* _TASK OBJECTIVE_
Gather every line from the entries below that includes "Kindle".
★ ★ ★ ★ ★ ★ ★
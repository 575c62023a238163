//! Atomic file-write helpers for state files.
//!
//! Progress files, cookie files, topic manifests and the run summary are all
//! written with write-to-temp-plus-rename so a crash mid-write leaves either
//! the prior complete file or the new complete file on disk, never a
//! truncated one.

use std::fs;
use std::io::Write;
use std::path::{Path, PathBuf};

/// Writes `bytes` to `path` atomically.
///
/// The bytes are first written and flushed to a sibling temp file
/// (`<name>.tmp`), then renamed over the target. The parent directory is
/// created if missing.
///
/// # Errors
///
/// Returns the underlying I/O error from directory creation, temp-file
/// write, or the final rename.
pub fn write_atomic(path: &Path, bytes: &[u8]) -> std::io::Result<()> {
    if let Some(parent) = path.parent()
        && !parent.as_os_str().is_empty()
    {
        fs::create_dir_all(parent)?;
    }

    let tmp = temp_path(path);
    {
        let mut file = fs::File::create(&tmp)?;
        file.write_all(bytes)?;
        // Rename-over-target is only atomic for data already on disk.
        file.sync_all()?;
    }

    match fs::rename(&tmp, path) {
        Ok(()) => Ok(()),
        Err(e) => {
            // Don't leave the temp file behind on failure.
            let _ = fs::remove_file(&tmp);
            Err(e)
        }
    }
}

/// Serializes `value` as pretty JSON and writes it atomically to `path`.
///
/// # Errors
///
/// Returns an I/O error wrapping serialization failure or the write itself.
pub fn write_json_atomic<T: serde::Serialize>(path: &Path, value: &T) -> std::io::Result<()> {
    let bytes = serde_json::to_vec_pretty(value).map_err(std::io::Error::other)?;
    write_atomic(path, &bytes)
}

fn temp_path(path: &Path) -> PathBuf {
    let mut name = path
        .file_name()
        .map_or_else(|| "state".to_string(), |n| n.to_string_lossy().into_owned());
    name.push_str(".tmp");
    path.with_file_name(name)
}
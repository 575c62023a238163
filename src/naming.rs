//! Folder and file naming for the on-disk library layout.
//!
//! Topic names become Title Case folders (acronyms preserved, short
//! conjunctions lowered), book folders carry the provider id for identity,
//! and the EPUB filename encodes the build profile. The existence check in
//! this module is the authoritative "already downloaded" predicate for the
//! whole pipeline; the progress tracker is advisory only.

use std::fs;
use std::path::{Path, PathBuf};

use crate::config::{EpubFormat, EpubProfile};

/// Acronyms kept fully uppercase in topic folder names.
const ACRONYMS: &[&str] = &[
    "AI", "ML", "API", "UI", "UX", "SQL", "CSS", "HTML", "JS", "AWS", "GCP",
];

/// Conjunctions and prepositions kept lowercase when not the first word.
const SMALL_WORDS: &[&str] = &[
    "and", "or", "of", "in", "on", "at", "to", "for", "the",
];

/// Characters never allowed in folder or file names.
const FORBIDDEN: &[char] = &['/', '\\', ':', '*', '?', '"', '<', '>', '|'];

/// Suffix appended to the reader-optimized EPUB filename.
const READER_SUFFIX: &str = " (Kindle).epub";

/// Converts a raw topic name into its output folder name.
///
/// Forbidden characters and underscores become spaces, whitespace collapses,
/// and each word is title-cased except for known acronyms (uppercased) and
/// small words (lowercased when not initial).
///
/// ```
/// use skillshelf::naming::topic_folder_name;
///
/// assert_eq!(topic_folder_name("machine_learning"), "Machine Learning");
/// assert_eq!(topic_folder_name("ai_&_ml"), "AI & ML");
/// assert_eq!(topic_folder_name("state of the art"), "State of the Art");
/// ```
#[must_use]
pub fn topic_folder_name(topic: &str) -> String {
    let spaced: String = topic
        .chars()
        .map(|c| {
            if FORBIDDEN.contains(&c) || c == '_' || c.is_whitespace() {
                ' '
            } else {
                c
            }
        })
        .collect();

    let words: Vec<String> = spaced
        .split_whitespace()
        .enumerate()
        .map(|(i, word)| title_case_word(word, i == 0))
        .collect();

    words.join(" ")
}

fn title_case_word(word: &str, initial: bool) -> String {
    let upper = word.to_uppercase();
    if let Some(acronym) = ACRONYMS.iter().find(|a| **a == upper) {
        return (*acronym).to_string();
    }

    let lower = word.to_lowercase();
    if !initial && SMALL_WORDS.contains(&lower.as_str()) {
        return lower;
    }

    let mut chars = lower.chars();
    match chars.next() {
        Some(first) => first.to_uppercase().chain(chars).collect(),
        None => String::new(),
    }
}

/// Replaces forbidden characters with underscores and trims trailing dots
/// and spaces (both are invalid at the end of Windows path components).
#[must_use]
pub fn sanitize_component(value: &str) -> String {
    let replaced: String = value
        .chars()
        .map(|c| {
            if FORBIDDEN.contains(&c) || c.is_control() {
                '_'
            } else {
                c
            }
        })
        .collect();
    replaced.trim().trim_end_matches(['.', ' ']).to_string()
}

/// Builds the book folder name: `<sanitized-title> (<book_id>)`.
#[must_use]
pub fn book_folder_name(title: &str, book_id: &str) -> String {
    format!("{} ({})", sanitize_component(title), sanitize_component(book_id))
}

/// Builds the EPUB filename for a profile:
/// `<title> - <author>.epub`, with ` (Kindle)` inserted for the
/// reader-optimized profile.
#[must_use]
pub fn epub_file_name(title: &str, first_author: &str, profile: EpubProfile) -> String {
    let title = sanitize_component(title);
    let author = sanitize_component(first_author);
    match profile {
        EpubProfile::Standard => format!("{title} - {author}.epub"),
        EpubProfile::ReaderOptimized => format!("{title} - {author}{READER_SUFFIX}"),
    }
}

/// Authoritative on-disk existence check for a book.
///
/// A book is present iff the EPUB file for every profile of the configured
/// format exists in its folder. The author half of the filename is only
/// known after metadata download, so the check matches by profile suffix:
/// any `*.epub` that is not a reader-optimized file satisfies the standard
/// profile, and any `* (Kindle).epub` satisfies the reader-optimized one.
#[must_use]
pub fn book_is_present(book_dir: &Path, format: EpubFormat) -> bool {
    let Ok(entries) = fs::read_dir(book_dir) else {
        return false;
    };

    let mut has_standard = false;
    let mut has_reader = false;
    for entry in entries.flatten() {
        let name = entry.file_name().to_string_lossy().into_owned();
        if name.ends_with(READER_SUFFIX) {
            has_reader = true;
        } else if name.ends_with(".epub") {
            has_standard = true;
        }
    }

    format
        .profiles()
        .iter()
        .all(|profile| match profile {
            EpubProfile::Standard => has_standard,
            EpubProfile::ReaderOptimized => has_reader,
        })
}

/// Computes the output paths for every profile of `format`.
#[must_use]
pub fn epub_paths(
    book_dir: &Path,
    title: &str,
    first_author: &str,
    format: EpubFormat,
) -> Vec<PathBuf> {
    format
        .profiles()
        .iter()
        .map(|profile| book_dir.join(epub_file_name(title, first_author, *profile)))
        .collect()
}

/// Derives the manifest filename for a topic (`<sanitized>.json`).
#[must_use]
pub fn manifest_file_name(topic: &str) -> String {
    let mut base = sanitize_component(topic).replace(' ', "_");
    if base.is_empty() {
        base.push_str("topic");
    }
    format!("{base}.json")
}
★ ★ ★ ★ ★ ★ ★
* _RESULT OF THE EXERCISE_
const READER_SUFFIX: &str = " (Kindle).epub";
/// `<title> - <author>.epub`, with ` (Kindle)` inserted for the
/// profile, and any `* (Kindle).epub` satisfies the reader-optimized one.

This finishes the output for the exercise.